Give Your Account Documents a Checkup

Written By: Jay L. Hack


In 2008, I wrote in the Business Law Journal that legal developments lagged behind technology so banks needed to stay at the head of the curve to avoid claims of negligence for failing to offer state-of-the-art solutions to customers. Recently, we had a practical application of this situation. The Uniform Commercial Code requires depositors to review checks shown on their account statements for alterations or forgeries. The risk of loss shifts to the customer if the customer does not promptly report discrepancies. However, the statute only mentions checks. Last month, a depositor claimed that two years of ACH withdrawals were unauthorized but he didn't notice the charges because he never conducted transactions on the account. The statute, or an account agreement with only the statutory wording, would have provided no protection. However, in this case, the account agreement covered all transactions on the statement, not just checks. The ACH charges were allegedly originated by the depositor’s nephew. Thus, we were able to write the depositor a letter saying, “you have no claim against the bank." We avoided having to disprove his allegation that the charges were unauthorized.

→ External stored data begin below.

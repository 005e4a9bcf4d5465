//! Dataset loading and batching for grain image classification.
//!
//! This crate provides:
//! - Directory scanning of `<root>/<class_name>/<image>` trees
//! - Positional per-class train/validation splits
//! - Resize + rescale preprocessing into CHW float arrays
//! - Pluggable augmentation policies
//! - Cycling batch generators and Burn `Dataset`/`Batcher` integration

pub mod augmentation;
pub mod burn_dataset;
pub mod generator;
pub mod loader;
pub mod preprocess;
pub mod scan;
pub mod split;

pub use augmentation::{
    policy_from_config, AugmentationPolicy, AugmentationPresets, NoAugmentation, RandomAugmentation,
};
pub use burn_dataset::{FolderDataset, ImageBatch, ImageBatcher, ImageItem};
pub use generator::{BatchGenerator, EpochBatches};
pub use loader::FolderLoader;
pub use preprocess::{chw_to_rgb, Preprocessor};
pub use scan::{scan_dataset, ScannedDataset};
pub use split::ValidationSplit;
//! Backend selection.
//!
//! The pipeline runs on burn's portable ndarray CPU backend; training wraps
//! it in `Autodiff`.

use burn::backend::{Autodiff, NdArray};

/// Backend used for inference, evaluation and conversion
pub type DefaultBackend = NdArray<f32>;

/// The default autodiff backend for training
pub type TrainingBackend = Autodiff<DefaultBackend>;

/// Get the default device
pub fn default_device() -> <DefaultBackend as burn::tensor::backend::Backend>::Device {
    Default::default()
}

/// Get a human-readable name for the current backend
pub fn backend_name() -> &'static str {
    "NdArray (CPU)"
}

Today's Takeaway? They didn't teach medicine in law school, but I recommend that banks give their account agreements a periodic check-up to make sure that they address modern technology. Your new product policy should also require this as part of your risk assessment before implementing a new product. Think for a moment about the technology allowing cell phone photographs of checks to be deposited. That technology did not exist when the laws applicable to bank deposits were written. Does your account agreement and funds availability policy cover this new technology?